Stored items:
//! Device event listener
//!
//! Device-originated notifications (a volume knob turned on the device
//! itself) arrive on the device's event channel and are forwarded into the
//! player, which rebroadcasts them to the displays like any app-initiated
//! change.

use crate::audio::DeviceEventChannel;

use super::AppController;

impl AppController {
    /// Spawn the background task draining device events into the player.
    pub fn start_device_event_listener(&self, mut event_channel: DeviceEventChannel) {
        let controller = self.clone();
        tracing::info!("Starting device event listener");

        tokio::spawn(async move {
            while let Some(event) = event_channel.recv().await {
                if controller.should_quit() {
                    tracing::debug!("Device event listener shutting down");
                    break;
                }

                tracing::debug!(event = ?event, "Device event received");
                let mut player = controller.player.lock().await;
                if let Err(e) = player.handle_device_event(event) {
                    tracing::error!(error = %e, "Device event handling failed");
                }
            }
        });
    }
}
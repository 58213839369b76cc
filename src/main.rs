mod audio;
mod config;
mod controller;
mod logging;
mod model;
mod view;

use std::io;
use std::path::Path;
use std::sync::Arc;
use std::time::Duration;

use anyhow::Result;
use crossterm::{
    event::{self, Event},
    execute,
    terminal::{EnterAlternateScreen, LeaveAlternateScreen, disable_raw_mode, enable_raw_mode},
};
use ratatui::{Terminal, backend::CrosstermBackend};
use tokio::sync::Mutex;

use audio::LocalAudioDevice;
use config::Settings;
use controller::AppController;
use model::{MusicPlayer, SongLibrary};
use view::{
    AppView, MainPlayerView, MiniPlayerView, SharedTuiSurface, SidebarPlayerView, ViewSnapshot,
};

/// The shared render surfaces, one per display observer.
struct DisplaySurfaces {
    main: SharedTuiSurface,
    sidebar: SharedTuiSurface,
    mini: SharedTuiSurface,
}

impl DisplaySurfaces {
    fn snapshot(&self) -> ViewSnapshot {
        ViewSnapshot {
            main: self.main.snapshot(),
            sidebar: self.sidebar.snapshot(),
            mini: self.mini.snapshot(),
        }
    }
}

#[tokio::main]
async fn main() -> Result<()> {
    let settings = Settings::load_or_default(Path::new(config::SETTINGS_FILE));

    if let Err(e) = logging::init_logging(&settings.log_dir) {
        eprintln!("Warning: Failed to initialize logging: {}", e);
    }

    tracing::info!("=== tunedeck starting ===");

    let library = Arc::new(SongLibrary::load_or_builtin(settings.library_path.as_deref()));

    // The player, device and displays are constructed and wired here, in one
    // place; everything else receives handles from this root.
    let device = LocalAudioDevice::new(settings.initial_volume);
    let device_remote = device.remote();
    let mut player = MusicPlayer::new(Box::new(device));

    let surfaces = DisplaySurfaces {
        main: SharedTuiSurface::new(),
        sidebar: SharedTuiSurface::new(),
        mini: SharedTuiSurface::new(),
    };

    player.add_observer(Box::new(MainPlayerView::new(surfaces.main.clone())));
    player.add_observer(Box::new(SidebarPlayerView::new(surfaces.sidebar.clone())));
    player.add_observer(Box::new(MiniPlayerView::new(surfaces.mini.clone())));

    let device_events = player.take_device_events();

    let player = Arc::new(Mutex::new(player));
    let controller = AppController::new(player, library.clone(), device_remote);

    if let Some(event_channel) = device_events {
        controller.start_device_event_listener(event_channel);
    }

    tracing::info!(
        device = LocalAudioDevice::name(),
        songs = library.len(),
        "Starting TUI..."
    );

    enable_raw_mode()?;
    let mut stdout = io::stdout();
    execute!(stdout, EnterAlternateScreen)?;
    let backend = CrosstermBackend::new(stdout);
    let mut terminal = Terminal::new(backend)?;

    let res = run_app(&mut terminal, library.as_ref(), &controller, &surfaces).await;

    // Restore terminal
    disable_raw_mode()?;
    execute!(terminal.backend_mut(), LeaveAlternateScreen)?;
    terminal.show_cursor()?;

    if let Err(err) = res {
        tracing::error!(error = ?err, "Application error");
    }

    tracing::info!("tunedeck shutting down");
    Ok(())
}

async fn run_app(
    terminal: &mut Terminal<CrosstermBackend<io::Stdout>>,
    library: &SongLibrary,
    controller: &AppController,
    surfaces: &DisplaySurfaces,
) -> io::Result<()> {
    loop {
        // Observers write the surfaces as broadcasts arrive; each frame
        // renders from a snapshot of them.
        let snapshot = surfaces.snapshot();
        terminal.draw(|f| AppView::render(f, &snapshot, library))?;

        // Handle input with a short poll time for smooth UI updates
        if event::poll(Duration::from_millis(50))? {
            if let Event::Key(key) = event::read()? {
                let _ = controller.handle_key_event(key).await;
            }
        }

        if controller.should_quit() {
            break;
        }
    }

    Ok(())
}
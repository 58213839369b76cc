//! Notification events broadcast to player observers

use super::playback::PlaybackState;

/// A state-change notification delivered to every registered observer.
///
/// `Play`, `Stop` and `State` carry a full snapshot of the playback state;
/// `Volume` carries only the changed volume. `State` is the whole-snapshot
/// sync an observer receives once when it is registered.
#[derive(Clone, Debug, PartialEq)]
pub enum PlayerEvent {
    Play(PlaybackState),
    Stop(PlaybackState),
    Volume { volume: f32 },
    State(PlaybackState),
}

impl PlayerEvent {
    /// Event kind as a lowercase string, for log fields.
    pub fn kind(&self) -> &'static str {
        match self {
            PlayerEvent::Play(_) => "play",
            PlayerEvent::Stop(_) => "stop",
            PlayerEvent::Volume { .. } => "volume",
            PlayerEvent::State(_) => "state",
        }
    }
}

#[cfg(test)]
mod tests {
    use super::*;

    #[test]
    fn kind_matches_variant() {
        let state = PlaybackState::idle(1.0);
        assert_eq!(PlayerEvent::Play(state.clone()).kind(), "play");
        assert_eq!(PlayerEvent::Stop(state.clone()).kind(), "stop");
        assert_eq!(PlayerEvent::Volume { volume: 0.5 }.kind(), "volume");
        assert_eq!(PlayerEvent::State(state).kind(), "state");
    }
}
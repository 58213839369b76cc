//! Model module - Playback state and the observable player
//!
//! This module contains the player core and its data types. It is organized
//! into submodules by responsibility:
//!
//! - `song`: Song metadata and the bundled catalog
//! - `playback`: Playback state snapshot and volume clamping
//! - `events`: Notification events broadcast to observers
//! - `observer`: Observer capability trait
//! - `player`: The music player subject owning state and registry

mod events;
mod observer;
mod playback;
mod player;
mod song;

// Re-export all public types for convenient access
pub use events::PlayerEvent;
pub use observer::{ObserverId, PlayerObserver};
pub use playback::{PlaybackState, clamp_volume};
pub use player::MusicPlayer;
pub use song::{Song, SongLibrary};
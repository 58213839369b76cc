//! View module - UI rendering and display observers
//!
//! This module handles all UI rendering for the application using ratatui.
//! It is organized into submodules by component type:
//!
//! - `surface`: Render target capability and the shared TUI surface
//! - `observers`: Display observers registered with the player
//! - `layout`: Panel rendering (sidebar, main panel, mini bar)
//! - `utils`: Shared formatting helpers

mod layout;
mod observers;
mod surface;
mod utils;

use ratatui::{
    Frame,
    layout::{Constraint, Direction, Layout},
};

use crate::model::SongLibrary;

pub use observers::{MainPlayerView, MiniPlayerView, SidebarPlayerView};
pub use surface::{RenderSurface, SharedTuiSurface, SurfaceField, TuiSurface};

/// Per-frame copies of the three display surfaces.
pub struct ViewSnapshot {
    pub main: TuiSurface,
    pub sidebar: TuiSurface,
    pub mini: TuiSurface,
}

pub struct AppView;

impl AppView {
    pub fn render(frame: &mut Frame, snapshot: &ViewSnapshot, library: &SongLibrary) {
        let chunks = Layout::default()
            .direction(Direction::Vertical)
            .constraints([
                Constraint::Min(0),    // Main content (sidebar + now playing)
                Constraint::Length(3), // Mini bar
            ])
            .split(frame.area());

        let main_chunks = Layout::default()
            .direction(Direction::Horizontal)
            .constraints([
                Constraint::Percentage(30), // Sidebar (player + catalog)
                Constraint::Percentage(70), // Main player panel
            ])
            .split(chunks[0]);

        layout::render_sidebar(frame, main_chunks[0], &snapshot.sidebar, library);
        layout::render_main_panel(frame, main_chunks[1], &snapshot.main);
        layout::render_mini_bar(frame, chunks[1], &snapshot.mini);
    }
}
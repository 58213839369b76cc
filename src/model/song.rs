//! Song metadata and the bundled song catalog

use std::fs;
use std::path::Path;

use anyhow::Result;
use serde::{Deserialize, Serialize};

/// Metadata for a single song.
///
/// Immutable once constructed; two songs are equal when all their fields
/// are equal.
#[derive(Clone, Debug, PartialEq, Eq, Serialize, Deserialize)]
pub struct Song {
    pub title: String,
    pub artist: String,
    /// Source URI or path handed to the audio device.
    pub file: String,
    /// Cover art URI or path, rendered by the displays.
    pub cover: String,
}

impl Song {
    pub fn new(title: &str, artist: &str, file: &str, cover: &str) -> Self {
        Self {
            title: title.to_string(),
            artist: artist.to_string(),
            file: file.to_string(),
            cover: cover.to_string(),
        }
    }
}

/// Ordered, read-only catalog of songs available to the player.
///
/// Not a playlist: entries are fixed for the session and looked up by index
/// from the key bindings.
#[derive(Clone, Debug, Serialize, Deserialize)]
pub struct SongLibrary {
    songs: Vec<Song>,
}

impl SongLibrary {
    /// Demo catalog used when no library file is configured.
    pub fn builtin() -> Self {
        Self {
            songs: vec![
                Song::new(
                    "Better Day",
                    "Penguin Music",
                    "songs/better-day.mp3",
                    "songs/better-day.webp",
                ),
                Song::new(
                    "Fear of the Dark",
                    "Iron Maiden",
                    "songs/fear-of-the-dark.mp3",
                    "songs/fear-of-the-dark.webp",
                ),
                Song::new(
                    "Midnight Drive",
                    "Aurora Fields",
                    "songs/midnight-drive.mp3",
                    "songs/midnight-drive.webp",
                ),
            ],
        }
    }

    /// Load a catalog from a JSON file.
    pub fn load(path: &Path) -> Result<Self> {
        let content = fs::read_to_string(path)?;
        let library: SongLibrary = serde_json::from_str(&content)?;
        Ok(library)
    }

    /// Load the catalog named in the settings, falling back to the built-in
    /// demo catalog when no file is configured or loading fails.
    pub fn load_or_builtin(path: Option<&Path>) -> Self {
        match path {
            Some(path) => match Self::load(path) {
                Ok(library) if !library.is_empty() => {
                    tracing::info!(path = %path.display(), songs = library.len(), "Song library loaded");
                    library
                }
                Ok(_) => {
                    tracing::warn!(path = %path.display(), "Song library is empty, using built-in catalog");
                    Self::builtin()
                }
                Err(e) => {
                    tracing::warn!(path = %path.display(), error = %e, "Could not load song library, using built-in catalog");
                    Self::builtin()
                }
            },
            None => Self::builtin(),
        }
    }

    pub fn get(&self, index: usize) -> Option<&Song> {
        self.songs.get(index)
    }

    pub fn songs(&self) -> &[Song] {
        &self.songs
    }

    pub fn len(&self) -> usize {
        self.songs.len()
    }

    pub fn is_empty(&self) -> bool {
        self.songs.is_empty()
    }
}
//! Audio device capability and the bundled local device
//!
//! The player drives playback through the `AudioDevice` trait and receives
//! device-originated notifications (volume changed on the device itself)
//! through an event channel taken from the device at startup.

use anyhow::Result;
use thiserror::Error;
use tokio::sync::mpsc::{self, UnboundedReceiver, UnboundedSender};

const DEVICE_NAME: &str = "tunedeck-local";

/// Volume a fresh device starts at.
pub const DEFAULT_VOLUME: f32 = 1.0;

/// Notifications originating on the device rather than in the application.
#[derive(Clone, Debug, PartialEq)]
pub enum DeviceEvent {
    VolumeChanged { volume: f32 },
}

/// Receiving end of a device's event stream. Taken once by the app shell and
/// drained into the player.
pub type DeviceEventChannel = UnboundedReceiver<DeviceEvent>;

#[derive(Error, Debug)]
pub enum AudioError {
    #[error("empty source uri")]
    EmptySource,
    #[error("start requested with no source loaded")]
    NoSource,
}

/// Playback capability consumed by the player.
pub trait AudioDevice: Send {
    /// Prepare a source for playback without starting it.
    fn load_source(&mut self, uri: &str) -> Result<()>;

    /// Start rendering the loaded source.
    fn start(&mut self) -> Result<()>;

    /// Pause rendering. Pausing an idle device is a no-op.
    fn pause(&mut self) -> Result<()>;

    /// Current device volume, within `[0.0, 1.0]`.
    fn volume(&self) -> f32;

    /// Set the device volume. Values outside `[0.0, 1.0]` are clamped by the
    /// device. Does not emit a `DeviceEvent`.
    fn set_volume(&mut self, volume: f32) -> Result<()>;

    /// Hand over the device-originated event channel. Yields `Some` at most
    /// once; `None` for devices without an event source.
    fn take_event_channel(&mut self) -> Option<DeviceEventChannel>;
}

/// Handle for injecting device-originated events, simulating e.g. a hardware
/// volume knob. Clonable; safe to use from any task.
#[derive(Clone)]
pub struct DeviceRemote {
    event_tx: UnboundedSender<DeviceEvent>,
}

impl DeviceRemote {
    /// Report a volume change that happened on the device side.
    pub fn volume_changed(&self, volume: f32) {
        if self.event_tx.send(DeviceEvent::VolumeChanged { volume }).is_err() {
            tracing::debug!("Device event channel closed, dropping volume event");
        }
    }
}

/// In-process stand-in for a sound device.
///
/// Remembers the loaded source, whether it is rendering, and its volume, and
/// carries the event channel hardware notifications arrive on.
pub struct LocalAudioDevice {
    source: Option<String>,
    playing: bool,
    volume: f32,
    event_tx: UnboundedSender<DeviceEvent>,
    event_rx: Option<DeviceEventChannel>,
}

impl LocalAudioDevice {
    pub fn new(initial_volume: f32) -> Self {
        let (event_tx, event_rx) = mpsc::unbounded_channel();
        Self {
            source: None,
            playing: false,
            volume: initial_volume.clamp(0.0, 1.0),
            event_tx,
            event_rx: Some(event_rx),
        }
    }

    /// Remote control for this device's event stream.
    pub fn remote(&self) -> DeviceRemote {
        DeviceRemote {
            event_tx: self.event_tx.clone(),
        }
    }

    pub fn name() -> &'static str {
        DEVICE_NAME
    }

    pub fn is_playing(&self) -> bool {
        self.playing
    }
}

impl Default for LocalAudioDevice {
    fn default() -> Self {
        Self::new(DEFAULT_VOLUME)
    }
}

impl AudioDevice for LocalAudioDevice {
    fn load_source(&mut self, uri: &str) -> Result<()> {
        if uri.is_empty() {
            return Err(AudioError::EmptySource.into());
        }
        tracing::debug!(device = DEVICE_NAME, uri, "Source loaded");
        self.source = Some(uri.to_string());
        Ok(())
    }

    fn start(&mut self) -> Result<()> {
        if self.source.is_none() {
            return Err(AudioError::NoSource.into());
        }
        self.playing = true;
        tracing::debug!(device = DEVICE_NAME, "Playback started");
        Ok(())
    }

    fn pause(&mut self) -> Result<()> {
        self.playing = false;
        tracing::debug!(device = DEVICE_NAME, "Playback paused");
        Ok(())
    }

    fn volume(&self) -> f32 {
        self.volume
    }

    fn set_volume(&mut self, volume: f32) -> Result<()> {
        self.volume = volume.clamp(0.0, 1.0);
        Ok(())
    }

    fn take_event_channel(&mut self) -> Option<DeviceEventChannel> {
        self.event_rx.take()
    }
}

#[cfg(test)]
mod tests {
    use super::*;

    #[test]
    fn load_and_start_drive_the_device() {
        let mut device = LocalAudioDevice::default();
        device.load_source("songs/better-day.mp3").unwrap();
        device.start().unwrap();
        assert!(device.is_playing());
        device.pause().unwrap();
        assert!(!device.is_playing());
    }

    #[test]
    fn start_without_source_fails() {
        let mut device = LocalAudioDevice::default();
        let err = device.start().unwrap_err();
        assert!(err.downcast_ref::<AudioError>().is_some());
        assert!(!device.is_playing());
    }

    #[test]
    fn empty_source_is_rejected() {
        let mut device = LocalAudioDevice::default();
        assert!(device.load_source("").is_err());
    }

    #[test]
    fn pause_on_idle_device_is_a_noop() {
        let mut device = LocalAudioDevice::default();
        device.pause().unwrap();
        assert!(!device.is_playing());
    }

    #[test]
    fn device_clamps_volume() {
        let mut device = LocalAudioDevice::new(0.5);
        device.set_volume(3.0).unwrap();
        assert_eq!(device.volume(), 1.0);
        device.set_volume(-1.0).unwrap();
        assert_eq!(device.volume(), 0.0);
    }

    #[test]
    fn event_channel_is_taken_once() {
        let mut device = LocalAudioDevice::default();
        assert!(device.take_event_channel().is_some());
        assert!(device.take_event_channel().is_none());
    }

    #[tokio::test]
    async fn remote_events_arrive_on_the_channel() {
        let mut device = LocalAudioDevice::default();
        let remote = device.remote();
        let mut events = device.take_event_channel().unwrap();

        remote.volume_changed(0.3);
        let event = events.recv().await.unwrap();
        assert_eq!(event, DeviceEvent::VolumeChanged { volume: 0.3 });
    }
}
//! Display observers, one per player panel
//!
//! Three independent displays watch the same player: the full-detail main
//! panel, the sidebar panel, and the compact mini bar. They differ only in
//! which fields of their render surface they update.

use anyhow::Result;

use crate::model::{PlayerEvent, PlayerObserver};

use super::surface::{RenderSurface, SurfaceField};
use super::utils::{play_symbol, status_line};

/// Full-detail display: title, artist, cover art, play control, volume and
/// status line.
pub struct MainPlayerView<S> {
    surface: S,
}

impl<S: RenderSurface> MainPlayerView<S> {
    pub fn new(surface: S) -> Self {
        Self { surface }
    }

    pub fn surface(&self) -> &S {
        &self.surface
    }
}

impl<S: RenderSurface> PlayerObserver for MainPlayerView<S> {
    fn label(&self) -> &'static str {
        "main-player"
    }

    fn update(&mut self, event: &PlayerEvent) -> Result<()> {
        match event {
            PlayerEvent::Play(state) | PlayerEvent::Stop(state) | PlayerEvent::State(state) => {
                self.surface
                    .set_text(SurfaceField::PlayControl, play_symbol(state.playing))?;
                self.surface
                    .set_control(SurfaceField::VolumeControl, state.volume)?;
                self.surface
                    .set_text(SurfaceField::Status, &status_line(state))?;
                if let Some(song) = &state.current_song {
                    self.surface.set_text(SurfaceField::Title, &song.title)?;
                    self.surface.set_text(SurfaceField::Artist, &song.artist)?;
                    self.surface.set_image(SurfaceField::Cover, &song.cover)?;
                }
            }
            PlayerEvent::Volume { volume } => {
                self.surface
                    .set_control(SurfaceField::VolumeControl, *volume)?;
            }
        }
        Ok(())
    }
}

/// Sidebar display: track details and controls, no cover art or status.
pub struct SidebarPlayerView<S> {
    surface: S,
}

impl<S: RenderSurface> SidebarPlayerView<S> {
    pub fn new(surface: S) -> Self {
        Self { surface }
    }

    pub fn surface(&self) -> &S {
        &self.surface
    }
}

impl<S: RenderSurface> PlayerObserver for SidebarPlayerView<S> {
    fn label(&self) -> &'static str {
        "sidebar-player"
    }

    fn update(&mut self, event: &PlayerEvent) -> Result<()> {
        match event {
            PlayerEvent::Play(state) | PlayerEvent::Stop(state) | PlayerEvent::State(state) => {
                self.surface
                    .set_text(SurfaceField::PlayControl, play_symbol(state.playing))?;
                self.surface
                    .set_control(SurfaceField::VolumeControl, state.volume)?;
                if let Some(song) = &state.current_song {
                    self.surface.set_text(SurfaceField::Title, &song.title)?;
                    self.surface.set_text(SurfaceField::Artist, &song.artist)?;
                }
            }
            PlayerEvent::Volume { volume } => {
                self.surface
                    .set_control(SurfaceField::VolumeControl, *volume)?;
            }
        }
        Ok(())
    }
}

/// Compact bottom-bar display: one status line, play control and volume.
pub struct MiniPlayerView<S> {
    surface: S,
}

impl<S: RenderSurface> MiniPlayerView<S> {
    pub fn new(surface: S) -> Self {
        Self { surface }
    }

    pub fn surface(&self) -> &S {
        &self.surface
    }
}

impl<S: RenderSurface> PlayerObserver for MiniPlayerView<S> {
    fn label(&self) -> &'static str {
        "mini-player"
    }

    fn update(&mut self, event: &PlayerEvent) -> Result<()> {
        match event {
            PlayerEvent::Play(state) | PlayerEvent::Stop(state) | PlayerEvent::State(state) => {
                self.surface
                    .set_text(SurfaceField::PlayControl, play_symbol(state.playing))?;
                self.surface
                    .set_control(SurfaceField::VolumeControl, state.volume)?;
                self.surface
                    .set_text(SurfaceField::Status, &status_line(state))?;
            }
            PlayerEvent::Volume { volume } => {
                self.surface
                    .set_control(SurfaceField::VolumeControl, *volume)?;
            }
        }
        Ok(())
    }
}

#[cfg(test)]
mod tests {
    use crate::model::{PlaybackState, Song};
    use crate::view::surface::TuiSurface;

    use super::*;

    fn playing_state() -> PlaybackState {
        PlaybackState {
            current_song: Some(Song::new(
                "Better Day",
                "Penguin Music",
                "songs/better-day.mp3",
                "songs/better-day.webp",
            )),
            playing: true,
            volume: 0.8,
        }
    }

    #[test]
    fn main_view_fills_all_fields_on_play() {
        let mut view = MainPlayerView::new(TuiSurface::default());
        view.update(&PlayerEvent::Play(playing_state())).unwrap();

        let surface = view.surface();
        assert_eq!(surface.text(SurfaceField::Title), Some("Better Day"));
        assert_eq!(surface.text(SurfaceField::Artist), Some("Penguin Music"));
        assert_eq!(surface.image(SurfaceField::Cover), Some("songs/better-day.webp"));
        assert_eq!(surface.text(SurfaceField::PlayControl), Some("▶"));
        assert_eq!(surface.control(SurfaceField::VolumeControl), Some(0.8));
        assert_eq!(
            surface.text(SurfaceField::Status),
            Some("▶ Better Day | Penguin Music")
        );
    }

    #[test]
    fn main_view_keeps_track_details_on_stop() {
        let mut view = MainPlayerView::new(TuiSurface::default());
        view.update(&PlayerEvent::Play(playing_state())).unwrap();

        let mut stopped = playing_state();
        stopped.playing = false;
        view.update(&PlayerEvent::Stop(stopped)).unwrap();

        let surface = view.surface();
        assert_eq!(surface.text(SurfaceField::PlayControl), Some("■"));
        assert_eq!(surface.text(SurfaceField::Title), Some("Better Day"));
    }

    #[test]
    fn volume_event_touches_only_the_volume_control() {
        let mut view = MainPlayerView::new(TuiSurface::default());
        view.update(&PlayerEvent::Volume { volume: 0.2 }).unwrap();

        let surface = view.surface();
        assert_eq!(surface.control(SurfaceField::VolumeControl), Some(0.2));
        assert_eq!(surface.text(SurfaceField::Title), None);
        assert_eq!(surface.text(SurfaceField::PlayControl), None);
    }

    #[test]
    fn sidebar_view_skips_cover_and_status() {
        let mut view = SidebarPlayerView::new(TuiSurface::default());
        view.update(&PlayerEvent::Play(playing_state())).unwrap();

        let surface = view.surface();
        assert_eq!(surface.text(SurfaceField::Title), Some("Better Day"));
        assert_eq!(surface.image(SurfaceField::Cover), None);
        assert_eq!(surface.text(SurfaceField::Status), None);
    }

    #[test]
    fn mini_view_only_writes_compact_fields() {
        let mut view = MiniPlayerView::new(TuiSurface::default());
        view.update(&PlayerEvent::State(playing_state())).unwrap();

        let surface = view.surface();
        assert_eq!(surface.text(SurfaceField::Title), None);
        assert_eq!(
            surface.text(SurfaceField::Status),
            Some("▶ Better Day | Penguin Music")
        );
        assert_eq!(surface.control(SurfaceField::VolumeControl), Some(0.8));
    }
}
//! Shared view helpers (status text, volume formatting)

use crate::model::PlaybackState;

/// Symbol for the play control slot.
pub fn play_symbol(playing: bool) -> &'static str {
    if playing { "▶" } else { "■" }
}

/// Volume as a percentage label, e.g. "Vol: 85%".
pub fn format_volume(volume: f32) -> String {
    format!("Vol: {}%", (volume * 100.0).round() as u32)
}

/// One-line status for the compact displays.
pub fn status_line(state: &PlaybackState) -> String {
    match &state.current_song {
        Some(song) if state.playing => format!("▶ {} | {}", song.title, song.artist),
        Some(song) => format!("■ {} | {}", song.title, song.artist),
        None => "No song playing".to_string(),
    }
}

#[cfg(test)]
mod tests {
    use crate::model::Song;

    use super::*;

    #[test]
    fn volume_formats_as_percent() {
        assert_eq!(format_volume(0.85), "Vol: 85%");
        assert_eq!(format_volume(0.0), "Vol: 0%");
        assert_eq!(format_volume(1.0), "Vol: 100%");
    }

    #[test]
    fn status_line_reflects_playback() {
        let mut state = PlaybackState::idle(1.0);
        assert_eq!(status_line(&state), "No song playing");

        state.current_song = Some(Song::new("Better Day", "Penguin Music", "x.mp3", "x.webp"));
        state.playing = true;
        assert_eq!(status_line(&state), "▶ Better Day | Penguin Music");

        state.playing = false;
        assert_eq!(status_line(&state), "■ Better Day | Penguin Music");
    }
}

**Exercise instructions**
Scan the lines above, and whenever one holds the string "through", copy it.

**Task answer**
//! The player drives playback through the `AudioDevice` trait and receives
//! through an event channel taken from the device at startup.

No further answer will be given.